Me la imagino.............

Los discípulos encerrados en aquel lugar donde se habían reunido luego de la crucifixión de Jesús.

El temor a correr la misma suerte que “el Maestro” les había hecho permanecer reunidos y encerrados.

Ella, a diferencia, había realizado reiteradas visitas al lugar donde había sido sepultado.

Sola o en compañía de otras mujeres.

Sus ojos no podían evitar llenarse de humedad.

Bastaba cualquier momento de soledad para que las lágrimas fluyesen copiosas.

No tenía necesidad de ocultarse.

Todos, quienes le conocían, sabían de su intenso amor por aquel hombre tan especial.

Generalmente estaba entre las primeras filas de los discípulos.

No era lo común pero......... aquel hombre gustaba de optar por lo que no era común.

Siempre estaba eligiendo a las más marginados y, por lo tanto, mantenía una opción por quienes, socialmente, eran tremendamente marginados.

Era una sociedad netamente machista.

Algunos animales llegaban a ser tenidos en mayor consideración que las mujeres.

Vivían para ser sumisas a sus maridos y para atender las necesidades del hogar.

Socialmente no contaban. Jesús les había brindado una consideración especial.

Les trataba como personas, las tenía en cuenta.

Entre aquel grupo creciente de mujeres ella era, notoriamente, la más especial.

Su cuerpo esbelto. Su porte decidido. Su entusiasmo comprometido.

Su forma de ser le había llevado a vivir, desde el encuentro con Jesús, con una sonrisa a flor de piel.

El hecho de estar cerca de aquella persona le había brindado la oportunidad de conocer los colores de la felicidad.

Repentinamente todo se había derrumbado.

Lo que auspiciaba un futuro venturoso se había transformado en un inmenso drama.

Ahora solamente le quedaban los recuerdos y sus lágrimas.

A los recuerdos podía manejarlos puesto que eran un preciado tesoro que cobijaba en su corazón.

A las lágrimas apenas podía contenerlas por más que eran muchas las veces que desbordaban sus ojos a las veces que eran un desgarro interior.

Con las primeras horas del día se llegó hasta el sepulcro.

Algo había cambiado radicalmente.

Los guardias no estaban. La piedra que cubría la cueva había sido removida.

La sensación de pérdida era, ante lo que ve, mucho mayor.

Intenta abrir los ojos en toda su capacidad para ver mejor pero estos, espontáneamente, se le llenan de lágrimas que le impiden ver plenamente.

Ante aquella silenciosa soledad parece hundirse por un deslizadero sin final.

Antes sabía que estaba allí y ahora deberá comenzar una nada sencilla búsqueda para saber dónde le han puesto.

Ahora sí se encuentra sola. Pero alguien aparece junto a ella.
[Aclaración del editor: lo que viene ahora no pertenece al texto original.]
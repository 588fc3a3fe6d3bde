//! Export pipeline: gather live data into a snapshot, encode it, and
//! optionally seal it.

use tracing::{debug, info, warn};

use super::{backup_filename, BackupEngine, ExportOptions};
use crate::cipher;
use crate::codec;
use crate::error::Result;
use crate::model::Snapshot;

impl BackupEngine {
    /// Export the full data graph.
    ///
    /// Returns the artifact bytes and the filename to serve them under.
    /// Export is best-effort: a snippet whose detail fetch fails is logged
    /// and skipped, never fatal.
    pub async fn export(&self, options: &ExportOptions) -> Result<(Vec<u8>, String)> {
        let snapshot = self.collect_snapshot().await?;
        info!(
            snippets = snapshot.snippets.len(),
            tags = snapshot.tags.len(),
            folders = snapshot.folders.len(),
            format = %options.format,
            "Exporting snapshot"
        );

        let encoded = codec::encode(&snapshot, options.format)?;

        match options.password.as_deref().filter(|p| !p.is_empty()) {
            Some(password) => {
                let sealed = cipher::seal(&encoded, password)?;
                Ok((sealed, backup_filename(options.format, true)))
            }
            None => Ok((encoded, backup_filename(options.format, false))),
        }
    }

    /// Pull every snippet (enriched to full detail), all tags, and all
    /// folders into a fresh snapshot.
    ///
    /// Tags and folders are fetched independently of the snippets so that
    /// unused ones survive a backup cycle.
    async fn collect_snapshot(&self) -> Result<Snapshot> {
        let mut snapshot = Snapshot::new();

        let summaries = self.snippets.list_all().await?;
        debug!(count = summaries.len(), "Collected snippet summaries");

        for summary in summaries {
            // The list projection is deliberately lighter than the detail
            // projection; re-fetch to get files, tags and folders.
            match self.snippets.get_detail(summary.id).await {
                Ok(detail) => snapshot.snippets.push(detail),
                Err(e) => {
                    warn!(
                        snippet_id = summary.id,
                        title = %summary.title,
                        error = %e,
                        "Skipping snippet, detail fetch failed"
                    );
                }
            }
        }

        snapshot.tags = self.tags.list_all().await?;
        snapshot.folders = self.folders.list_all().await?;

        Ok(snapshot)
    }
}
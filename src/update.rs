//! Update function for the Elm-style architecture
//!
//! This is the frame driver. Resize, scale and pointer-move events are
//! coalesced into at most one scheduled repaint per refresh opportunity.
//! Pointer-leave and color-scheme changes bypass the gate and act at once.

use crate::commands::Cmd;
use crate::messages::Msg;
use crate::model::{FieldModel, PointerState};
use crate::raster::paint_pattern;
use crate::theme::ThemeMode;

#[cfg(debug_assertions)]
use tracing::{debug, span, trace, Level};

/// Main update function
///
/// In debug builds, this wraps with tracing instrumentation.
/// In release builds, it's a direct dispatch with zero overhead.
#[inline]
pub fn update(model: &mut FieldModel, msg: Msg) -> Option<Cmd> {
    #[cfg(debug_assertions)]
    {
        update_traced(model, msg)
    }
    #[cfg(not(debug_assertions))]
    {
        update_inner(model, msg)
    }
}

#[cfg(debug_assertions)]
fn update_traced(model: &mut FieldModel, msg: Msg) -> Option<Cmd> {
    let span = span!(Level::TRACE, "update", msg = msg.name());
    let _guard = span.enter();

    let before = model.frame.state();
    let cmd = update_inner(model, msg);
    let after = model.frame.state();

    if before != after {
        debug!(?before, ?after, "frame state");
    }
    trace!(?msg, ?cmd, "handled");
    cmd
}

fn update_inner(model: &mut FieldModel, msg: Msg) -> Option<Cmd> {
    match msg {
        Msg::Resized { width, height } => schedule(model.frame.request_resize(width, height)),
        Msg::ScaleFactorChanged(scale) => schedule(model.frame.request_scale(scale)),
        Msg::PointerMoved { x, y } => {
            model.pointer = PointerState::at(x, y);
            schedule(model.frame.request())
        }
        Msg::PointerLeft => {
            model.pointer = PointerState::Absent;
            model.buffer.clear();
            Some(Cmd::ClearSurface)
        }
        Msg::ColorSchemeChanged(mode) => update_color_scheme(model, mode),
        Msg::RefreshOpportunity => run_frame(model),
    }
}

fn schedule(newly_scheduled: bool) -> Option<Cmd> {
    newly_scheduled.then_some(Cmd::ScheduleRedraw)
}

fn update_color_scheme(model: &mut FieldModel, system_mode: ThemeMode) -> Option<Cmd> {
    if !model.config.theme.follows_system() {
        tracing::debug!(
            ?system_mode,
            preference = ?model.config.theme,
            "Ignoring system color scheme change"
        );
        return None;
    }

    model.theme_mode = system_mode;
    repaint(model);
    Some(Cmd::Present)
}

/// Execute the scheduled repaint, if any
///
/// With nothing scheduled the host is asking for contents anyway (expose,
/// first show), so the existing buffer is presented as is.
fn run_frame(model: &mut FieldModel) -> Option<Cmd> {
    let Some(frame) = model.frame.begin_frame() else {
        return Some(Cmd::Present);
    };

    let mut cmds = Vec::with_capacity(2);
    if frame.resizes() {
        model.apply_resize(frame.size, frame.scale);
        cmds.push(Cmd::ResizeSurface {
            width: model.viewport.width,
            height: model.viewport.height,
        });
    }

    repaint(model);
    cmds.push(Cmd::Present);
    Some(Cmd::batch(cmds))
}

/// Clear the buffer and paint the full pattern from the current model state.
/// Returns the number of dots painted.
pub fn repaint(model: &mut FieldModel) -> usize {
    let style = model.dot_style();
    let spacing = model.spacing();
    let color = model.theme().dot;

    let dots = paint_pattern(
        &mut model.buffer,
        &model.viewport,
        spacing,
        model.pointer,
        color,
        &style,
    );
    model.frame.record_repaint(dots);
    dots
}
//! Shared test helpers for integration tests
//!
//! Note: Functions may appear unused because each test file compiles separately.

#![allow(dead_code)]

use dotfield::messages::Msg;
use dotfield::model::FieldModel;
use dotfield::theme::{Color, ThemeMode};
use dotfield::update::update;
use dotfield::Cmd;

/// A model with default config and built-in themes that has already
/// run its first frame at the given size
pub fn test_model(width: u32, height: u32, scale: f64) -> FieldModel {
    let mut model = FieldModel::with_defaults(0, 0, scale, ThemeMode::Light);
    update(&mut model, Msg::ScaleFactorChanged(scale));
    update(&mut model, Msg::Resized { width, height });
    update(&mut model, Msg::RefreshOpportunity);
    model
}

/// Dispatch a sequence of messages, collecting the flattened commands
pub fn dispatch_all(model: &mut FieldModel, msgs: &[Msg]) -> Vec<Cmd> {
    msgs.iter()
        .filter_map(|msg| update(model, *msg))
        .flat_map(Cmd::flatten)
        .collect()
}

/// Count of `ScheduleRedraw` commands in a command list
pub fn schedule_count(cmds: &[Cmd]) -> usize {
    cmds.iter()
        .filter(|cmd| matches!(cmd, Cmd::ScheduleRedraw))
        .count()
}

/// Alpha channel of the pixel at (x, y), 0 when out of bounds
pub fn alpha_at(model: &FieldModel, x: i64, y: i64) -> u8 {
    model.buffer.pixel(x, y).map_or(0, |px| px[3])
}

/// RGB of the pixel at (x, y), ignoring alpha
pub fn rgb_at(model: &FieldModel, x: i64, y: i64) -> Option<Color> {
    model
        .buffer
        .pixel(x, y)
        .map(|[r, g, b, _]| Color::rgb(r, g, b))
}
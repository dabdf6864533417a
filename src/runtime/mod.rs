//! Runtime module - winit/platform integration
//!
//! - `app` - ApplicationHandler and window management
//! - `input` - window event to message mapping

pub mod app;
pub mod input;

pub use app::App;
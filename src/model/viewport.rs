//! Surface dimensions and display density

use crate::config::FieldConfig;

/// Device-pixel size of the drawing surface plus its density scale
#[derive(Debug, Clone, Copy, PartialEq)]
pub struct Viewport {
    pub width: u32,
    pub height: u32,
    /// Multiplier from logical to physical pixels (1.0 on standard displays)
    pub scale: f64,
}

impl Viewport {
    /// Create a viewport. A non-finite or non-positive scale falls back to 1.0;
    /// larger scales are clamped to [`MAX_SCALE`].
    pub fn new(width: u32, height: u32, scale: f64) -> Self {
        Self {
            width,
            height,
            scale: sanitize_scale(scale),
        }
    }

    /// True when nothing can be drawn
    #[inline]
    pub fn is_empty(&self) -> bool {
        self.width == 0 || self.height == 0
    }

    #[inline]
    pub fn pixel_count(&self) -> usize {
        self.width as usize * self.height as usize
    }

    /// Dot spacing in device pixels
    #[inline]
    pub fn spacing(&self, config: &FieldConfig) -> f64 {
        config.spacing * self.scale
    }
}

impl Default for Viewport {
    fn default() -> Self {
        Self::new(0, 0, 1.0)
    }
}

/// Largest density scale honoured; keeps dot radii bounded
pub const MAX_SCALE: f64 = 16.0;

pub(crate) fn sanitize_scale(scale: f64) -> f64 {
    if !(scale.is_finite() && scale > 0.0) {
        tracing::warn!("Ignoring invalid scale factor {}", scale);
        1.0
    } else if scale > MAX_SCALE {
        tracing::warn!("Clamping scale factor {} to {}", scale, MAX_SCALE);
        MAX_SCALE
    } else {
        scale
    }
}

#[cfg(test)]
mod tests {
    use super::*;

    #[test]
    fn test_zero_dimension_is_empty() {
        assert!(Viewport::new(0, 100, 1.0).is_empty());
        assert!(Viewport::new(100, 0, 1.0).is_empty());
        assert!(!Viewport::new(1, 1, 1.0).is_empty());
    }

    #[test]
    fn test_invalid_scale_falls_back() {
        assert_eq!(Viewport::new(10, 10, 0.0).scale, 1.0);
        assert_eq!(Viewport::new(10, 10, f64::NAN).scale, 1.0);
        assert_eq!(Viewport::new(10, 10, 2.0).scale, 2.0);
    }

    #[test]
    fn test_huge_scale_is_clamped() {
        assert_eq!(Viewport::new(10, 10, 1.0e9).scale, MAX_SCALE);
        assert_eq!(Viewport::new(10, 10, MAX_SCALE).scale, MAX_SCALE);
    }

    #[test]
    fn test_spacing_scales_with_density() {
        let config = FieldConfig::default();
        assert_eq!(Viewport::new(10, 10, 1.0).spacing(&config), 10.0);
        assert_eq!(Viewport::new(10, 10, 2.0).spacing(&config), 20.0);
    }
}
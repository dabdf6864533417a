//! RGBA pixel buffer owned by the model

/// Bytes per RGBA pixel
pub const BYTES_PER_PIXEL: usize = 4;

/// A `width * height` RGBA8 buffer, row-major, starting fully transparent
///
/// All writes are bounds-checked; coordinates outside the buffer are dropped.
#[derive(Debug, Clone, PartialEq, Eq, Default)]
pub struct PixelBuffer {
    width: u32,
    height: u32,
    data: Vec<u8>,
}

impl PixelBuffer {
    pub fn new(width: u32, height: u32) -> Self {
        Self {
            width,
            height,
            data: vec![0; width as usize * height as usize * BYTES_PER_PIXEL],
        }
    }

    /// Reallocate for new dimensions. Contents are discarded.
    pub fn resize(&mut self, width: u32, height: u32) {
        *self = Self::new(width, height);
    }

    /// Make every pixel fully transparent
    #[inline]
    pub fn clear(&mut self) {
        self.data.fill(0);
    }

    #[inline]
    pub fn width(&self) -> u32 {
        self.width
    }

    #[inline]
    pub fn height(&self) -> u32 {
        self.height
    }

    /// Raw RGBA bytes, `width * height * 4` long
    #[inline]
    pub fn as_bytes(&self) -> &[u8] {
        &self.data
    }

    /// Iterate pixels as `[r, g, b, a]`
    pub fn pixels(&self) -> impl Iterator<Item = [u8; 4]> + '_ {
        self.data
            .chunks_exact(BYTES_PER_PIXEL)
            .map(|px| [px[0], px[1], px[2], px[3]])
    }

    #[inline]
    fn index(&self, x: i64, y: i64) -> Option<usize> {
        if x < 0 || y < 0 || x >= self.width as i64 || y >= self.height as i64 {
            return None;
        }
        Some((y as usize * self.width as usize + x as usize) * BYTES_PER_PIXEL)
    }

    /// Read a pixel, `None` when out of bounds
    pub fn pixel(&self, x: i64, y: i64) -> Option<[u8; 4]> {
        let idx = self.index(x, y)?;
        let px = &self.data[idx..idx + BYTES_PER_PIXEL];
        Some([px[0], px[1], px[2], px[3]])
    }

    /// Overwrite a pixel. Returns false (and writes nothing) when out of bounds.
    #[inline]
    pub fn put(&mut self, x: i64, y: i64, rgba: [u8; 4]) -> bool {
        match self.index(x, y) {
            Some(idx) => {
                self.data[idx..idx + BYTES_PER_PIXEL].copy_from_slice(&rgba);
                true
            }
            None => false,
        }
    }

    /// True when every pixel is fully transparent
    pub fn is_clear(&self) -> bool {
        self.data.iter().all(|&b| b == 0)
    }

    /// Number of pixels with non-zero alpha
    pub fn painted_pixels(&self) -> usize {
        self.pixels().filter(|px| px[3] > 0).count()
    }
}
En aquel profundo pozo de silencio en el que se encontraba no había sentido los pasos de aquel desconocido.

¿El hortelano quizás?

¿Podía, él, saber alguna noticia de lo sucedido? ¿Sería ese el comienzo de su búsqueda?

Nuestra realidad de cristianos es, siempre, buscar al resucitado.

Es, constantemente, mantener viva la esperanza.

Es conservar encendida la fe.

Sin despojarnos de nuestra condición humana buscar esperando contra toda esperanza.

Nuestra condición de cristianos es nunca estar “instalados” sino en una permanente búsqueda.

Solamente desde allí podemos ser sus testigos.